Collected data:
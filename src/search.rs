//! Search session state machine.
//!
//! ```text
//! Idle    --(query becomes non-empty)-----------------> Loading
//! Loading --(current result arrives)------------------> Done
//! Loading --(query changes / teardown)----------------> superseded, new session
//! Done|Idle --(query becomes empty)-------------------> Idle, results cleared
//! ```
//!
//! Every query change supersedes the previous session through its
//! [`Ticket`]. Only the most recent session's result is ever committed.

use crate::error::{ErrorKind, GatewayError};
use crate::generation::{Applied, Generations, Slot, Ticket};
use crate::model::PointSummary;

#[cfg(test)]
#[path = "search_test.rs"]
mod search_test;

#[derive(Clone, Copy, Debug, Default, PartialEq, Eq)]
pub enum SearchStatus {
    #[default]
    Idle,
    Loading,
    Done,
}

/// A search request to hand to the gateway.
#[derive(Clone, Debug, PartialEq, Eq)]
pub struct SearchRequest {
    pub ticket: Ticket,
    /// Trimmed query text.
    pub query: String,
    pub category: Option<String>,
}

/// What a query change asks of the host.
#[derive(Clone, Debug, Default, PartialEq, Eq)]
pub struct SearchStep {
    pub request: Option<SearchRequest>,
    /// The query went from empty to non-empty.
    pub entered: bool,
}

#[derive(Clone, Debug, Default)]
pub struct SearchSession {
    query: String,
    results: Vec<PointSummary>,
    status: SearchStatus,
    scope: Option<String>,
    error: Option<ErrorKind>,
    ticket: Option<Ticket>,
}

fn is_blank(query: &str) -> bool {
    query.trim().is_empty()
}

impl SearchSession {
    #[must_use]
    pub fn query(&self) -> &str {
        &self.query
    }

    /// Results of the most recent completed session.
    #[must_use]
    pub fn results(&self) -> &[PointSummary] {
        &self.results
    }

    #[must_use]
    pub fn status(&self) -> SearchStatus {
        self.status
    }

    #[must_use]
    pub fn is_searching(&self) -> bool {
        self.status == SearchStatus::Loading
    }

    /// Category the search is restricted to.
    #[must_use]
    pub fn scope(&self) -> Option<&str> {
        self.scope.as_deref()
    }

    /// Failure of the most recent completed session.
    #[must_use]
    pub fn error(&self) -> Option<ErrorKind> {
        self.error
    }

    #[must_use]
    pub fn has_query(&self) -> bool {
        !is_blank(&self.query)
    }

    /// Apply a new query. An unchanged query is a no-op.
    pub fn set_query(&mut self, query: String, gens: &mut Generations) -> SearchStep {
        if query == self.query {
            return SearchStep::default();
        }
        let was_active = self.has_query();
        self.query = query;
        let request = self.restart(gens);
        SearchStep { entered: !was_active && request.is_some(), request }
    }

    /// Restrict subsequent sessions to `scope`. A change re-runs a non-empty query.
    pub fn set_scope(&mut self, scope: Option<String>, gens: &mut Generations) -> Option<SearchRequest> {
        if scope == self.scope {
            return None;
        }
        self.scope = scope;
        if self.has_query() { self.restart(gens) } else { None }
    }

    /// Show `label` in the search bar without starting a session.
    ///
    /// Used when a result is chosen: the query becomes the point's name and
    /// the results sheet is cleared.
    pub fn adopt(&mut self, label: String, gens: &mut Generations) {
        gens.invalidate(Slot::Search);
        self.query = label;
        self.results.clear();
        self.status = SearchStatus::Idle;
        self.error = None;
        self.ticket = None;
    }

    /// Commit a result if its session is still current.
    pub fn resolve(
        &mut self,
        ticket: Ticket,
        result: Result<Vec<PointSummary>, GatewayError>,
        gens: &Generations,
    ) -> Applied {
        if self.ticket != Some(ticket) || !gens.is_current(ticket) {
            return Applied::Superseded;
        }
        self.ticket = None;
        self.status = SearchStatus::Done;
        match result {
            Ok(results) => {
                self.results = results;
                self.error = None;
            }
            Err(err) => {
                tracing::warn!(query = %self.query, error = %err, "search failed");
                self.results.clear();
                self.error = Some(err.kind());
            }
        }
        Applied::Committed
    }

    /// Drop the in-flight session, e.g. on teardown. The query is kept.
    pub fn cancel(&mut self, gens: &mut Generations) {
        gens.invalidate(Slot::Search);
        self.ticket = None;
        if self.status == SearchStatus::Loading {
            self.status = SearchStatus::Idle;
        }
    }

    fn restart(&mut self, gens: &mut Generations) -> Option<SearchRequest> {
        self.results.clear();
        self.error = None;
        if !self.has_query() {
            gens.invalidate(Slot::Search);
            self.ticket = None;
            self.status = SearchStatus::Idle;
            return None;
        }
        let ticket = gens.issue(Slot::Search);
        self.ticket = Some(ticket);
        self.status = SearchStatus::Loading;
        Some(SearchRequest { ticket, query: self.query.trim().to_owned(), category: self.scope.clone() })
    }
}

Task statement: I need each line of the entries that holds the string "Option" located and copied.

Solved exercise:
    pub category: Option<String>,
    pub request: Option<SearchRequest>,
    scope: Option<String>,
    error: Option<ErrorKind>,
    ticket: Option<Ticket>,
    pub fn scope(&self) -> Option<&str> {
    pub fn error(&self) -> Option<ErrorKind> {
    pub fn set_scope(&mut self, scope: Option<String>, gens: &mut Generations) -> Option<SearchRequest> {
    fn restart(&mut self, gens: &mut Generations) -> Option<SearchRequest> {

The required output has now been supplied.